"""
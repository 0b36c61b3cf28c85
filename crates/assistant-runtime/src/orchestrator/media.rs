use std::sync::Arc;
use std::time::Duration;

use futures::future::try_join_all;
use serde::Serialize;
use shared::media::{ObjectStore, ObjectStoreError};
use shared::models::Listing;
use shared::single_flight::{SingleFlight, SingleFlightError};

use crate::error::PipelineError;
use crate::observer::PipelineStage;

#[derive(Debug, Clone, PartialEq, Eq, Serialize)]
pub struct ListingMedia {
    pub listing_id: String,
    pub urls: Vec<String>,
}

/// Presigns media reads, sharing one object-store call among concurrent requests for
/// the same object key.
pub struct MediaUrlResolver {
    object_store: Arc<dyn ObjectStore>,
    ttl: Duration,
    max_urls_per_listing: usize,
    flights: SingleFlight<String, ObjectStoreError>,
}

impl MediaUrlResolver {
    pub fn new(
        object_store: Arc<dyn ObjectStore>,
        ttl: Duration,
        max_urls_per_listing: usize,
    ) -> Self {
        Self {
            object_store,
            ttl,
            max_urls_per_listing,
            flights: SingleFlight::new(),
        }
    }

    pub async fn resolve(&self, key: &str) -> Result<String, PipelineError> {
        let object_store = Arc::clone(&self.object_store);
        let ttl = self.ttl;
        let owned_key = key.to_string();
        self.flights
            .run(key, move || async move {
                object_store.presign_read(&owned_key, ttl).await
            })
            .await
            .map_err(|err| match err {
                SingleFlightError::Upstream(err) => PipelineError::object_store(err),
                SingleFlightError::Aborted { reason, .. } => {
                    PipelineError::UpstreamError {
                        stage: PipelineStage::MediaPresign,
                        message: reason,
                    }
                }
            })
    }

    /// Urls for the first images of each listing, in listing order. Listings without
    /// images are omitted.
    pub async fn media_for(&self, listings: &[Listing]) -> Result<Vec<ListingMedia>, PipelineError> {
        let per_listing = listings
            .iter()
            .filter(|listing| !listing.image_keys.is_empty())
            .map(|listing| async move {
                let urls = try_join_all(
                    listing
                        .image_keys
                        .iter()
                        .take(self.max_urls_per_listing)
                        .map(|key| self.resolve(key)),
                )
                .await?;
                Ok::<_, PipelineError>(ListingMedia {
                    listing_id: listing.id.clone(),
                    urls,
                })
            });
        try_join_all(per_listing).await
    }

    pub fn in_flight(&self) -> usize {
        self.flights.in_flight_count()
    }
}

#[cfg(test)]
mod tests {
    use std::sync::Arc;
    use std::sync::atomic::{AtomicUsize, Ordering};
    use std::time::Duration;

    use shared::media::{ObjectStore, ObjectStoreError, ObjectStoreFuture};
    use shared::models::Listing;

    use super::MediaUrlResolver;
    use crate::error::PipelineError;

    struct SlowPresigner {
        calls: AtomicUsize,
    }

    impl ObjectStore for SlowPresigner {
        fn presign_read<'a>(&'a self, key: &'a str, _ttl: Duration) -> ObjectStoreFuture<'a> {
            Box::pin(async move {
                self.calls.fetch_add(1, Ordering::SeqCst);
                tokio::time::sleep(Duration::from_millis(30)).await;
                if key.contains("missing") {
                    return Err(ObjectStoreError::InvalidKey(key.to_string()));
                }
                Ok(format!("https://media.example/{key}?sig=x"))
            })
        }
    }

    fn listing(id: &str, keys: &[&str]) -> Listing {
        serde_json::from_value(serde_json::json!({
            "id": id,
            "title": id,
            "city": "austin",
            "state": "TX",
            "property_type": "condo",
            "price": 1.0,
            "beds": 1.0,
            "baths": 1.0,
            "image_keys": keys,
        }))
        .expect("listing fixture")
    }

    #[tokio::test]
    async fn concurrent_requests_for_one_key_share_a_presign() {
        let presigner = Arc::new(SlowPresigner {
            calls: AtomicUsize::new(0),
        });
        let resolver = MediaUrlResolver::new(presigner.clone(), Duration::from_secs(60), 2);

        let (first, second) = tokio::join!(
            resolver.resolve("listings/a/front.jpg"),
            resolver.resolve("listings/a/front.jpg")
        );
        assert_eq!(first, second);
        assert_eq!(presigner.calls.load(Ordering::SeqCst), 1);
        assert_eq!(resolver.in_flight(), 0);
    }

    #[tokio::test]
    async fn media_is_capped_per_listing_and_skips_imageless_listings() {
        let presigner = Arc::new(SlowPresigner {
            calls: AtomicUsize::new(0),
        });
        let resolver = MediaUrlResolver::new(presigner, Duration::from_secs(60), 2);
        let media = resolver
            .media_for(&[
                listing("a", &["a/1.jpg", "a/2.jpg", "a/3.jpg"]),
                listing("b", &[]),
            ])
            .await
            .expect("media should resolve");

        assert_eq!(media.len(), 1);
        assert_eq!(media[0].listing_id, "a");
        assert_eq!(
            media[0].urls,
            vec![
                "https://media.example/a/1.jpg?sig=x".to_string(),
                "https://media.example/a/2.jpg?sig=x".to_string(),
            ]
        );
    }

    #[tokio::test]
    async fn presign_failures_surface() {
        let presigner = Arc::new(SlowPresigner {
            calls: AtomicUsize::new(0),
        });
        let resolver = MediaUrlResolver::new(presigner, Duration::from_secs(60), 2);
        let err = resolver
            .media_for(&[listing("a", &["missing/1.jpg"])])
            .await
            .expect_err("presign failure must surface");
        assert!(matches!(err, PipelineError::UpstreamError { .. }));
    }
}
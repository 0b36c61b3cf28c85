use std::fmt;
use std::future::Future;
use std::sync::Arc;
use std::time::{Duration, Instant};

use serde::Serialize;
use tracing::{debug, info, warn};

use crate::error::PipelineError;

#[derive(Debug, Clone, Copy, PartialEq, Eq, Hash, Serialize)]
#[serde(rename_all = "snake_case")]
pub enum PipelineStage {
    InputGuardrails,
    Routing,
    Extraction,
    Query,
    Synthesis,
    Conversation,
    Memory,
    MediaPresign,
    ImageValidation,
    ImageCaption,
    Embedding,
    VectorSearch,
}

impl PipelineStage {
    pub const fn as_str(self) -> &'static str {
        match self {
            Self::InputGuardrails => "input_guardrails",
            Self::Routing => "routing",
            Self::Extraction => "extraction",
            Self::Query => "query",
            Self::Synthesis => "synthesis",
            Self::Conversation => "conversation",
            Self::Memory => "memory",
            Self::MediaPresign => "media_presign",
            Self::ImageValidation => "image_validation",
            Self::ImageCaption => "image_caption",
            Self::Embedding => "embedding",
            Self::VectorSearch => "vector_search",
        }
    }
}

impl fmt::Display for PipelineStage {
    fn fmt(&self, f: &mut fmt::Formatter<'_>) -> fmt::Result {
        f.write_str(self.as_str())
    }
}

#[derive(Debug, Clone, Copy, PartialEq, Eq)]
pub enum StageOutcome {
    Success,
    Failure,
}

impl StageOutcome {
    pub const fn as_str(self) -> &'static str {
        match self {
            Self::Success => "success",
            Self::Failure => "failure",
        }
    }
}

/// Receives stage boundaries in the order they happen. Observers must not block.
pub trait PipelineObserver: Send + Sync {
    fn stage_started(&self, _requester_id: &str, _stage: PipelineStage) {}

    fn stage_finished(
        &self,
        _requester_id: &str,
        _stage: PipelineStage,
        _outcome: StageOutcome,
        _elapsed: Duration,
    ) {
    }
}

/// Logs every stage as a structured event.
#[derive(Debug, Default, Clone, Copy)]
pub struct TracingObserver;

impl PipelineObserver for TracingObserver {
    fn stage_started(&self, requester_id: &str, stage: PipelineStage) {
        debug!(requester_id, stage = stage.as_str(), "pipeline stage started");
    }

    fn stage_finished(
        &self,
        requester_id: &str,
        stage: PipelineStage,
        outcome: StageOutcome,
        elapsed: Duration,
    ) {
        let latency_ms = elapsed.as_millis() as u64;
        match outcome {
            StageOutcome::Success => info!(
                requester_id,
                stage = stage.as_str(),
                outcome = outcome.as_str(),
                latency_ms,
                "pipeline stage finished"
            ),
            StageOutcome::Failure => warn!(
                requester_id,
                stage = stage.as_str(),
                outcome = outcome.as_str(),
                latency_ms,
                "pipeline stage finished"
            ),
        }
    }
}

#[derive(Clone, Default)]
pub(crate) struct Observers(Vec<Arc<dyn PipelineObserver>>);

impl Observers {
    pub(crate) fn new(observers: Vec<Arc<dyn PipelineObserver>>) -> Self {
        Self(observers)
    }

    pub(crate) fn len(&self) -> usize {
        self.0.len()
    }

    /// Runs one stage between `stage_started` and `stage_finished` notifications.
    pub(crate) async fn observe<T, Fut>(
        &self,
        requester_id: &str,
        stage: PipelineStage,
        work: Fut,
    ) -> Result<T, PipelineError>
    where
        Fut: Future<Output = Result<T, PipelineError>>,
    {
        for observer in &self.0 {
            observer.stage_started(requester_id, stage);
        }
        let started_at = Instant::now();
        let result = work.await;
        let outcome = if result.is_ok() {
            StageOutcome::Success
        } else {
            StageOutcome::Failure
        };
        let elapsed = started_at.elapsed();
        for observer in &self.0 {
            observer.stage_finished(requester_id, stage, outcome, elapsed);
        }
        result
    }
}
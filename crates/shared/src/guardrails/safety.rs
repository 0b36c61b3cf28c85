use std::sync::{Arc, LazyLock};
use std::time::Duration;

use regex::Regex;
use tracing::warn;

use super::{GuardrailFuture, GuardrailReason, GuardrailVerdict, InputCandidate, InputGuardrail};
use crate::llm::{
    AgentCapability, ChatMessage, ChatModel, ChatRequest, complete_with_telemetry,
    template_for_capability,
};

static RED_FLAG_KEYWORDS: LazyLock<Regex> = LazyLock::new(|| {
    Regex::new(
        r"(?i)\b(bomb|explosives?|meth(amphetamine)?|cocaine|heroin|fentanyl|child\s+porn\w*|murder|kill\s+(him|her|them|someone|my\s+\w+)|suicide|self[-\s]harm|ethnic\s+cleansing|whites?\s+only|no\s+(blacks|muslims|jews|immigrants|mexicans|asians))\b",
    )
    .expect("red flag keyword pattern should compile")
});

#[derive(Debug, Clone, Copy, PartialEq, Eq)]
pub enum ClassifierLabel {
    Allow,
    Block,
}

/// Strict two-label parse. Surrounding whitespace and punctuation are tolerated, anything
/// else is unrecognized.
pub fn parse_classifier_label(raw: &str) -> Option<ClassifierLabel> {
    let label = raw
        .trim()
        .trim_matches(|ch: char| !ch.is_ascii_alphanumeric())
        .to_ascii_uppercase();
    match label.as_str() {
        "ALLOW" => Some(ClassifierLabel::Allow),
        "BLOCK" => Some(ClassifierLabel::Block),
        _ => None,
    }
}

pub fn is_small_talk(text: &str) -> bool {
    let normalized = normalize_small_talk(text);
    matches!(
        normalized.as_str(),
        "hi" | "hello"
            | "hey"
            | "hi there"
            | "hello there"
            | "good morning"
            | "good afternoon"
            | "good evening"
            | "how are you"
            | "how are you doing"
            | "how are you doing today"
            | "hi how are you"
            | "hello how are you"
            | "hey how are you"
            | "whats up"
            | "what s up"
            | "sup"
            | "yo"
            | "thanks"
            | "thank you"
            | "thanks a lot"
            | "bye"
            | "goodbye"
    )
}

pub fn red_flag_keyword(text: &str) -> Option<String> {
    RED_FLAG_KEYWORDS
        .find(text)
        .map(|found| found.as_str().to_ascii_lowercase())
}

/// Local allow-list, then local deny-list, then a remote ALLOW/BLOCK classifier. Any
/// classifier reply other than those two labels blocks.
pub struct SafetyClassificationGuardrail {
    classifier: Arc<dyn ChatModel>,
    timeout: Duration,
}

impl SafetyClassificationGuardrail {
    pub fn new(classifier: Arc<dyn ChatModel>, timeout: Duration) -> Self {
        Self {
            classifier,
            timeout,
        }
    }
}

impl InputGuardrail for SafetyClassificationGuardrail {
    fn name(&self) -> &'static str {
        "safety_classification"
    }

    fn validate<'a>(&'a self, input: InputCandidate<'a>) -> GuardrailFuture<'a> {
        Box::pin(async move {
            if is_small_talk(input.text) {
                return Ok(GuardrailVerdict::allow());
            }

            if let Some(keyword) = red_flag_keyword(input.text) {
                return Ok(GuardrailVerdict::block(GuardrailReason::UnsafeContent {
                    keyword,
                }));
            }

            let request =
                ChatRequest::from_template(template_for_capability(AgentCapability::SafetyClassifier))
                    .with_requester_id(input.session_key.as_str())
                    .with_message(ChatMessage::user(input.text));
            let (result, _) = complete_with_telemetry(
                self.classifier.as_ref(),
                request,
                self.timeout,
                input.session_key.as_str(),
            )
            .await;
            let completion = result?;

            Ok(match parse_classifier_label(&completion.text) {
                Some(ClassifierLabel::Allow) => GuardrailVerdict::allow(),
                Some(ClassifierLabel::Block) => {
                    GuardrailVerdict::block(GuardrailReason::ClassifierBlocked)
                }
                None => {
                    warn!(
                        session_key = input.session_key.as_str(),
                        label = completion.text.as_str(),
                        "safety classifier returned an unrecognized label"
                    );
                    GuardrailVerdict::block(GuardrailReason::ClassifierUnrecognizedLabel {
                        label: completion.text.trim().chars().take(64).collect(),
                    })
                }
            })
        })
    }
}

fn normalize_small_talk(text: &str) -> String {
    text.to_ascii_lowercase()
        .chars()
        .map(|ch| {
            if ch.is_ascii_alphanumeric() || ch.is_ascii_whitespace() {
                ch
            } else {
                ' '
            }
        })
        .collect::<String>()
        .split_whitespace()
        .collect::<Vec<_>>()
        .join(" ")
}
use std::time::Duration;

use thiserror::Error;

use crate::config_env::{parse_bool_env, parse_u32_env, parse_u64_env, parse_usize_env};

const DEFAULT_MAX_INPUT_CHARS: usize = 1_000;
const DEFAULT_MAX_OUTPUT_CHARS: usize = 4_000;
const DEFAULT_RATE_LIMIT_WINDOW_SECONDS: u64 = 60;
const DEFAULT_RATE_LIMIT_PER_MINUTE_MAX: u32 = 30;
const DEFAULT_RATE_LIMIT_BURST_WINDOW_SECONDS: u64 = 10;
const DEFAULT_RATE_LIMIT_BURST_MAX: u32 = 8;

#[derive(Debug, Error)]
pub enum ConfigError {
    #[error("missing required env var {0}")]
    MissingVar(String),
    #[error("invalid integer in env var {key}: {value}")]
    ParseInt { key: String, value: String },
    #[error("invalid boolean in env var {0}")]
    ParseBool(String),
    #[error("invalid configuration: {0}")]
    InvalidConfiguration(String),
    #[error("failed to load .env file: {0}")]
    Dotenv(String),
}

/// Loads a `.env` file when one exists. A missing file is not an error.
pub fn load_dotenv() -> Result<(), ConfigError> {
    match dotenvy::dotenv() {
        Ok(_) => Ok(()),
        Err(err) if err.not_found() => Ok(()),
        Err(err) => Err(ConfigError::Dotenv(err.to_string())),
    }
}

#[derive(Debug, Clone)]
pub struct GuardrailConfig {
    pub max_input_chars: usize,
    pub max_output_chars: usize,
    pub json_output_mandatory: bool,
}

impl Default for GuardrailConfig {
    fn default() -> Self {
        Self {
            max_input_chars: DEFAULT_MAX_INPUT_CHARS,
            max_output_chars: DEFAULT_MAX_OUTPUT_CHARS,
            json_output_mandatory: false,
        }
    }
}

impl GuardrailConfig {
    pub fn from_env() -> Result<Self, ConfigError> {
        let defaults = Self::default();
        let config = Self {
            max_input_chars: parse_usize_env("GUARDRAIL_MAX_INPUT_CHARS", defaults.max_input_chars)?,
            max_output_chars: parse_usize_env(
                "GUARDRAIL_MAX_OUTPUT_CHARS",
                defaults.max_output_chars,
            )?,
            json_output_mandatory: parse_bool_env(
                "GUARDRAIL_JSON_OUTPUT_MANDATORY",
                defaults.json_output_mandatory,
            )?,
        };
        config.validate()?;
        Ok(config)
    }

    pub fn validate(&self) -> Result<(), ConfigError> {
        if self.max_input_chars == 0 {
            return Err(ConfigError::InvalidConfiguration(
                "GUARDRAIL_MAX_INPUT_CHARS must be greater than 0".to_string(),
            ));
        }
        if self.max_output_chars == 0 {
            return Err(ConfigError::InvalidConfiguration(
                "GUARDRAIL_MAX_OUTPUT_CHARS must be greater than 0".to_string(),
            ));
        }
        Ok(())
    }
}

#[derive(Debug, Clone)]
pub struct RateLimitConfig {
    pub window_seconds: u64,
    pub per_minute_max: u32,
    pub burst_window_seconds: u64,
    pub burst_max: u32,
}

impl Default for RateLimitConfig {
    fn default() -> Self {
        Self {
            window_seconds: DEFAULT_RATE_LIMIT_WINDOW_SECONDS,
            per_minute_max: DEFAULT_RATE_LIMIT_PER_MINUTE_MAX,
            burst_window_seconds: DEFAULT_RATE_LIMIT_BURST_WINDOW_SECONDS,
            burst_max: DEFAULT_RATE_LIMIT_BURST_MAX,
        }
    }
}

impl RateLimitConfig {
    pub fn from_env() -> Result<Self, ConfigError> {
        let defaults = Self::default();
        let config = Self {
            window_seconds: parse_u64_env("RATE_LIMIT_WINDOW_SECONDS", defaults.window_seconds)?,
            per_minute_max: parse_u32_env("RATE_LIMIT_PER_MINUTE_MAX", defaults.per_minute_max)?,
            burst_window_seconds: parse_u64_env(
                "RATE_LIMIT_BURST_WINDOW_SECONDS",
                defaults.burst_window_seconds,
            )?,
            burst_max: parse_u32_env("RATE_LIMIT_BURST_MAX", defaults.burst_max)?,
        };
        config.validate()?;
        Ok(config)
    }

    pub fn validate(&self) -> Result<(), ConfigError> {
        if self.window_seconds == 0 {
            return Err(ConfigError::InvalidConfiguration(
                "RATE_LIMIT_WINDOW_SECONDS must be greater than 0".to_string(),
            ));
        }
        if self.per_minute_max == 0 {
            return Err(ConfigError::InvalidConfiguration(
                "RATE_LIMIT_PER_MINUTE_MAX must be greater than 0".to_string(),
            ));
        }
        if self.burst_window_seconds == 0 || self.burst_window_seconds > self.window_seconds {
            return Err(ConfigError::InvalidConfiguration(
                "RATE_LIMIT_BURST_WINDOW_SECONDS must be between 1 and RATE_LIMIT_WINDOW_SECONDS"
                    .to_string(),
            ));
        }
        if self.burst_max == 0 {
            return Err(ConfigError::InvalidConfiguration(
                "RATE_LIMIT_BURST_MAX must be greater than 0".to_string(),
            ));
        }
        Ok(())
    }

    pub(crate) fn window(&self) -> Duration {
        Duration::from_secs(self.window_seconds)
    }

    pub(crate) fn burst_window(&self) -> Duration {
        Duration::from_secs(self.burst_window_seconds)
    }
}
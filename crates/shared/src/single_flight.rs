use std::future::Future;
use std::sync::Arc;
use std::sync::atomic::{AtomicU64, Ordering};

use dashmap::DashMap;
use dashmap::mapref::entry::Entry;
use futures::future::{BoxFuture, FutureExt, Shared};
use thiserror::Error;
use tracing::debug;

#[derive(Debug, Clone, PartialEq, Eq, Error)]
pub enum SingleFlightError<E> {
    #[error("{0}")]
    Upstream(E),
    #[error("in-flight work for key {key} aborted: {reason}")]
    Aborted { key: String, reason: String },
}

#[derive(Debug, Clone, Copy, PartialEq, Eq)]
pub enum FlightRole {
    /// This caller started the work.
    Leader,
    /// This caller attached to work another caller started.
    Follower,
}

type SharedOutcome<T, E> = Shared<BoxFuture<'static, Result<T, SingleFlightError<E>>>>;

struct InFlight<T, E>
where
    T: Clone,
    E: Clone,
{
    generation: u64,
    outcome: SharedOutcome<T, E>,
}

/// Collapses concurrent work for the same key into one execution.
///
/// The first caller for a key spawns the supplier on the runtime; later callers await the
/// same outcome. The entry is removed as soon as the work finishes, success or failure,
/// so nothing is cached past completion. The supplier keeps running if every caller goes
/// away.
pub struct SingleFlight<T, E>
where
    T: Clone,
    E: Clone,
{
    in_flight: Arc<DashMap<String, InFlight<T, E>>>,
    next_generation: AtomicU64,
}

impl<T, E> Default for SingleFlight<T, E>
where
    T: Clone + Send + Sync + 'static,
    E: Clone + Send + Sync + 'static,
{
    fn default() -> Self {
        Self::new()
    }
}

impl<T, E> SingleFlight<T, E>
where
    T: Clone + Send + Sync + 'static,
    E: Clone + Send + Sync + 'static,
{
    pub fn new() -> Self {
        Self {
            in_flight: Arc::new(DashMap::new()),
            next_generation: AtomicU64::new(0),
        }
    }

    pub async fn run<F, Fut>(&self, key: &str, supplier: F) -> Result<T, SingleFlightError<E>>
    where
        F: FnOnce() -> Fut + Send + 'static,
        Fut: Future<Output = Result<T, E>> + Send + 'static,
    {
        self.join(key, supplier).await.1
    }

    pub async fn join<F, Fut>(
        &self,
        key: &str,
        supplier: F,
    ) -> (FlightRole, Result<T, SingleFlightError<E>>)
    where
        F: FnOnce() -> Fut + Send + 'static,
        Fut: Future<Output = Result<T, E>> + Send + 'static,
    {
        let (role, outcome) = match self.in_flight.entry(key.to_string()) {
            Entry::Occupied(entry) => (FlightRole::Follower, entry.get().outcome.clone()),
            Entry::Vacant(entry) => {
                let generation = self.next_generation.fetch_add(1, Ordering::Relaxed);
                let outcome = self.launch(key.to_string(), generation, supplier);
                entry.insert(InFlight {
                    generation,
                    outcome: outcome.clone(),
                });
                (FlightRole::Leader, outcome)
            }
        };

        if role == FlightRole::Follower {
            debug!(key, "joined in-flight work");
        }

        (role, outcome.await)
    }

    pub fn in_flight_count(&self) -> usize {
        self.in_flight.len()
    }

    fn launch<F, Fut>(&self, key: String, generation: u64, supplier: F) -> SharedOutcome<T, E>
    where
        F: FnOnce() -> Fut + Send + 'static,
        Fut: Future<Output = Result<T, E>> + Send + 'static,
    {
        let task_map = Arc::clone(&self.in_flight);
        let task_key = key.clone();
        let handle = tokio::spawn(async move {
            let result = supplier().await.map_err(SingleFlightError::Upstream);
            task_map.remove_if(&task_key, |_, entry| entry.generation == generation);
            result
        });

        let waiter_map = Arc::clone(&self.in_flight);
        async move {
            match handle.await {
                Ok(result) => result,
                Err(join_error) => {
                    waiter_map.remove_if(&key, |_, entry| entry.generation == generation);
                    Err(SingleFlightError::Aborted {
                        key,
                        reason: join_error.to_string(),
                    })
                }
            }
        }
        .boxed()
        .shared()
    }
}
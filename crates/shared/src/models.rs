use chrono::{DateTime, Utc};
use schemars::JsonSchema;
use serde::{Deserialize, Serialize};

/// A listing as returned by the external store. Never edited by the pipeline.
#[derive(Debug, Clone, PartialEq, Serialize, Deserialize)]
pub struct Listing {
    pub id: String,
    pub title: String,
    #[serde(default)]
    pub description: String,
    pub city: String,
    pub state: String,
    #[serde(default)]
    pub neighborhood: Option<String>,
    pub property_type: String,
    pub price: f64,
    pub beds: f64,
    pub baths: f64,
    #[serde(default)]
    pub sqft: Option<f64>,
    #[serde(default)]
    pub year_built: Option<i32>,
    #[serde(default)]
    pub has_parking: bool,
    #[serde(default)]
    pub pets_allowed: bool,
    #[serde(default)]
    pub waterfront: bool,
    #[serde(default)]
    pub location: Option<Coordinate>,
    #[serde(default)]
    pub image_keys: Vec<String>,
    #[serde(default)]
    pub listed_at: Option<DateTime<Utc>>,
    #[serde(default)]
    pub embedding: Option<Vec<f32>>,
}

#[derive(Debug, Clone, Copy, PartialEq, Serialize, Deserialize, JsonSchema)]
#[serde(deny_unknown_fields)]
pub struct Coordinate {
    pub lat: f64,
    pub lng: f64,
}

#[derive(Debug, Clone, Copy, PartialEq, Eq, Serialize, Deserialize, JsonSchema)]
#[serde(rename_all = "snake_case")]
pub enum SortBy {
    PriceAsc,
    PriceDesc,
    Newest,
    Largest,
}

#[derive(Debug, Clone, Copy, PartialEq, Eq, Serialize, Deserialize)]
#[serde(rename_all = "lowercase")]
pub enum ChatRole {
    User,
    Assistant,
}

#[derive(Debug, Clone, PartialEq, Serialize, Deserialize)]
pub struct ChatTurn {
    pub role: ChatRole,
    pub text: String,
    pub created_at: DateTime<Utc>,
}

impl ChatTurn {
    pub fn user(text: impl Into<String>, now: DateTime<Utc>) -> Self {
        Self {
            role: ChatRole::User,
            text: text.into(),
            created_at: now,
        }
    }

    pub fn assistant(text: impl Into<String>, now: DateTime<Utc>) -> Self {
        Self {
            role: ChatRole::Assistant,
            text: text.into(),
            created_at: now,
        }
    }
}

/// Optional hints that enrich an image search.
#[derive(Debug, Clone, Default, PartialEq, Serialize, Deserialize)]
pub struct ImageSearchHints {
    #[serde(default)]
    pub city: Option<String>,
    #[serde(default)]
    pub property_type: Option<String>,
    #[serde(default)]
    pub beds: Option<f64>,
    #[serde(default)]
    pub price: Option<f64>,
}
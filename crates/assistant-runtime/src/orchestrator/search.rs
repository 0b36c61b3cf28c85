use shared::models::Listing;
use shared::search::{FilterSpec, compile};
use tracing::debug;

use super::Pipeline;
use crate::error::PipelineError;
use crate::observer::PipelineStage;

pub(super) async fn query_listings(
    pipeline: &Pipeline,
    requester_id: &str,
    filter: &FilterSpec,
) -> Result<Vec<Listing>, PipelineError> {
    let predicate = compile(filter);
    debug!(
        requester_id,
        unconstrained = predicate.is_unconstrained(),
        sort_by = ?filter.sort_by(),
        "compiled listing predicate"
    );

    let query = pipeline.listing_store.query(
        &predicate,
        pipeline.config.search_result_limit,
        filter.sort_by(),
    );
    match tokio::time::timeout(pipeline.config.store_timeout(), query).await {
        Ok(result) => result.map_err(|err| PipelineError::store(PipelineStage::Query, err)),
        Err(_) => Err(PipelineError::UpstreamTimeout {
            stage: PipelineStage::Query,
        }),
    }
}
"""
** WORK TO COMPLETE **
Of all the lines in the data above, show only those that hold the word "handle".

** RESPONSE FOR THIS EXERCISE **
        let handle = tokio::spawn(async move {
            match handle.await {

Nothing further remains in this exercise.